*** Opening RECORDED INFORMATION ***
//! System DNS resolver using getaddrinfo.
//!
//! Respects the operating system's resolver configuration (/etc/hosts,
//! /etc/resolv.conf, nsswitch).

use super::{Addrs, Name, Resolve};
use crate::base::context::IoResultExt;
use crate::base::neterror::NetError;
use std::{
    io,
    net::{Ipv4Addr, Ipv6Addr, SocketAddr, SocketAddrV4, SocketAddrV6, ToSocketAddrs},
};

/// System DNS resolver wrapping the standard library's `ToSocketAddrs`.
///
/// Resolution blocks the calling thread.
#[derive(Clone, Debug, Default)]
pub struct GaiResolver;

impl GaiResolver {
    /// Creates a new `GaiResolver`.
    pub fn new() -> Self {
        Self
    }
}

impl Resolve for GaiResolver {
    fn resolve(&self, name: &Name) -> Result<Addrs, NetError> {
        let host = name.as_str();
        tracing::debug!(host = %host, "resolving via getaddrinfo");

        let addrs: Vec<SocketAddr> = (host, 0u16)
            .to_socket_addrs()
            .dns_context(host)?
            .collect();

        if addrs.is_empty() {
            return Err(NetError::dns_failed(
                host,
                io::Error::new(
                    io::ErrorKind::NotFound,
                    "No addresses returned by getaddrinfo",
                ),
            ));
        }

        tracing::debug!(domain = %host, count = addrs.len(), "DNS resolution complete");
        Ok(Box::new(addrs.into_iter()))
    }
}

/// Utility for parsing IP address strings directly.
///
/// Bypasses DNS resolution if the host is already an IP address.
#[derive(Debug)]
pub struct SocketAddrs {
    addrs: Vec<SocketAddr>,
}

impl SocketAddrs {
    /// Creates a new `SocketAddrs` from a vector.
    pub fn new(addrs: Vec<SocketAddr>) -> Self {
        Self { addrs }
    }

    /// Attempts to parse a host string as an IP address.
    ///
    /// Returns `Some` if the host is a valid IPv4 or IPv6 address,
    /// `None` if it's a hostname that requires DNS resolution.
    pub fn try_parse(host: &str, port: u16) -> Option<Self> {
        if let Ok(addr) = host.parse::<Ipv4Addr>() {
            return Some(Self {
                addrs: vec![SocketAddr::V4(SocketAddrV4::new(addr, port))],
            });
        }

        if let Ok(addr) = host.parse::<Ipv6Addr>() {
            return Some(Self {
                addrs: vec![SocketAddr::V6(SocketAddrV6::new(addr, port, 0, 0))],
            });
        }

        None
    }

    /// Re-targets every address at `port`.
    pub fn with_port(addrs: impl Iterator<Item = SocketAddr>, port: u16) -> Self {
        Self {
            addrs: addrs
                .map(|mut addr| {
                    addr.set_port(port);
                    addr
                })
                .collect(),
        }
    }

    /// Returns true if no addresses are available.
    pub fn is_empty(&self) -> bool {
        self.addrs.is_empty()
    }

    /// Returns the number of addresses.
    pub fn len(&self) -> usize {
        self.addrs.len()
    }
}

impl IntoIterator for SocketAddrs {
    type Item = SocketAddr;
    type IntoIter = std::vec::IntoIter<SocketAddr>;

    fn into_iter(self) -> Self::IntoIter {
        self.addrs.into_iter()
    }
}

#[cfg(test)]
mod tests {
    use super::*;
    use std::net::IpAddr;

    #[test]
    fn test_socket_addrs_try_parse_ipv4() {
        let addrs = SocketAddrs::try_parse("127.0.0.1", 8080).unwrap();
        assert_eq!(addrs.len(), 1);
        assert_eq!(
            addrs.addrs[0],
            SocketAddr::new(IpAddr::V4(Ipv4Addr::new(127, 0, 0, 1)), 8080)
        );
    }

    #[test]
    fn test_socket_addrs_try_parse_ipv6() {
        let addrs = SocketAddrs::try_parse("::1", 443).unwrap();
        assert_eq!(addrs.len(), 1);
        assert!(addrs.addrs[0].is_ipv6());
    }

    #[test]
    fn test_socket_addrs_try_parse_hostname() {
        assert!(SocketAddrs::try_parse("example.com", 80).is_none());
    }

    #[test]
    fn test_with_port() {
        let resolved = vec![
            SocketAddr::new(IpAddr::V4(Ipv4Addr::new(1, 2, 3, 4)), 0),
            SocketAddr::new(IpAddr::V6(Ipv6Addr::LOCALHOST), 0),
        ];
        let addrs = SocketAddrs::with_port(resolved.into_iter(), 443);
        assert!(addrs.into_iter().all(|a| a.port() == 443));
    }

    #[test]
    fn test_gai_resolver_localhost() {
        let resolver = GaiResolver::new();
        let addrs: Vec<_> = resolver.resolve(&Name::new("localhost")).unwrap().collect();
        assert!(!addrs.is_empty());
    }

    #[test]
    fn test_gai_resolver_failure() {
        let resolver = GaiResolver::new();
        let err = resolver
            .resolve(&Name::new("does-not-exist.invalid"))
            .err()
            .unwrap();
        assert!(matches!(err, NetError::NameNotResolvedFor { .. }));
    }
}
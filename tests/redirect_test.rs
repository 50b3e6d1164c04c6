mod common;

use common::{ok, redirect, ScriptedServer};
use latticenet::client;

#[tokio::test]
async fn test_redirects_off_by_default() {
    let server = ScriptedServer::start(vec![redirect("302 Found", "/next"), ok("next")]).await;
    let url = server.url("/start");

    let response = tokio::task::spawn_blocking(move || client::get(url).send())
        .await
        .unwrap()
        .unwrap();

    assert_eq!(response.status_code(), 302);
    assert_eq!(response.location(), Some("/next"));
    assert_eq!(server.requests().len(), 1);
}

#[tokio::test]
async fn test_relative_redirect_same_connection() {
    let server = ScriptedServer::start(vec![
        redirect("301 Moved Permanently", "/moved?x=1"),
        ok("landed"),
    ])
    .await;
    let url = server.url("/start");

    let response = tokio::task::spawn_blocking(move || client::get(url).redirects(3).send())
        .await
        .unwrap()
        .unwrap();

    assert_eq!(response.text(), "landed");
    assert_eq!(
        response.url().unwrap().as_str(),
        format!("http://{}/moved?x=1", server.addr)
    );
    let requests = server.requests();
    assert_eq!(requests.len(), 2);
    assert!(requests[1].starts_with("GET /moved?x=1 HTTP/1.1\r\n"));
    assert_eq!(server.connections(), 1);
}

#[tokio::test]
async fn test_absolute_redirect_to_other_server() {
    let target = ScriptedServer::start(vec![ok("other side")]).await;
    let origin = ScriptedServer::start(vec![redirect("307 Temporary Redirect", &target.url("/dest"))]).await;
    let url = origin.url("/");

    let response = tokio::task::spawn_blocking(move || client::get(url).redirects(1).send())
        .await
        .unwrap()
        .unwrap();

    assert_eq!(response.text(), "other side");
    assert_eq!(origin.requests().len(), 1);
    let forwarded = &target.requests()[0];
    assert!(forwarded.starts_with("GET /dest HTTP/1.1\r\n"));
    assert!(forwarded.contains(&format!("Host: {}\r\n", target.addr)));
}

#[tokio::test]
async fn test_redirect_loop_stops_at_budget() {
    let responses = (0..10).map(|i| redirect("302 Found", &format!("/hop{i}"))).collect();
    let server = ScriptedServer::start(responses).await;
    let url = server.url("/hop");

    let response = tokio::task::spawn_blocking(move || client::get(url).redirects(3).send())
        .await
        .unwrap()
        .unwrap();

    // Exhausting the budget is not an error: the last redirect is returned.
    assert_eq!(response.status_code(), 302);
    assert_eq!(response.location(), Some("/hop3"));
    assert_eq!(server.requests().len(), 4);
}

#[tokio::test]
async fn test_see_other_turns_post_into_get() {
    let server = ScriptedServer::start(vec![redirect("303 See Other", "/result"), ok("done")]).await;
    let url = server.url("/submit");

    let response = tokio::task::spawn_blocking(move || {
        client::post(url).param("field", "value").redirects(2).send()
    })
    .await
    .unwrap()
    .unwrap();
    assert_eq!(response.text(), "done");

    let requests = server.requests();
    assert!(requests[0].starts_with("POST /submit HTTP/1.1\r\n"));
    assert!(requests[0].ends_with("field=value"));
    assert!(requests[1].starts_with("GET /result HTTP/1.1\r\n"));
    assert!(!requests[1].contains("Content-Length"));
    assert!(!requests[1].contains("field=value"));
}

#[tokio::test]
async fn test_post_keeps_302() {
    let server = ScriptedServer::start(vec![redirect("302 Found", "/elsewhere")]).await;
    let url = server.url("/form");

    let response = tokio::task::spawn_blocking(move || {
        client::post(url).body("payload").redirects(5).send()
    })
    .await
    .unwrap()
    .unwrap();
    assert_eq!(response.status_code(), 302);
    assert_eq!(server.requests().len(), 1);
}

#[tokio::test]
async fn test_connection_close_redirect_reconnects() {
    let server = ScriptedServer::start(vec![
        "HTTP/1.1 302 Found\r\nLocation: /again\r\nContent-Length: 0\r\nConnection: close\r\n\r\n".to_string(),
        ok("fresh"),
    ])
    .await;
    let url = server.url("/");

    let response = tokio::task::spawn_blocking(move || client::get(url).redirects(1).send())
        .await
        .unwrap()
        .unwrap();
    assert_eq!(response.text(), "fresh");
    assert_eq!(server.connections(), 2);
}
*** Closing RECORDED INFORMATION ***
Starting with the line with "number of addresses." above and going on through the line with "type IntoIter = std::vec::IntoIter<SocketAddr>;", transcribe every line exactly, both ends included, and add nothing.

* **RESPONSE TO THE EXERCISE**:
    /// Returns the number of addresses.
    pub fn len(&self) -> usize {
        self.addrs.len()
    }
}

impl IntoIterator for SocketAddrs {
    type Item = SocketAddr;
    type IntoIter = std::vec::IntoIter<SocketAddr>;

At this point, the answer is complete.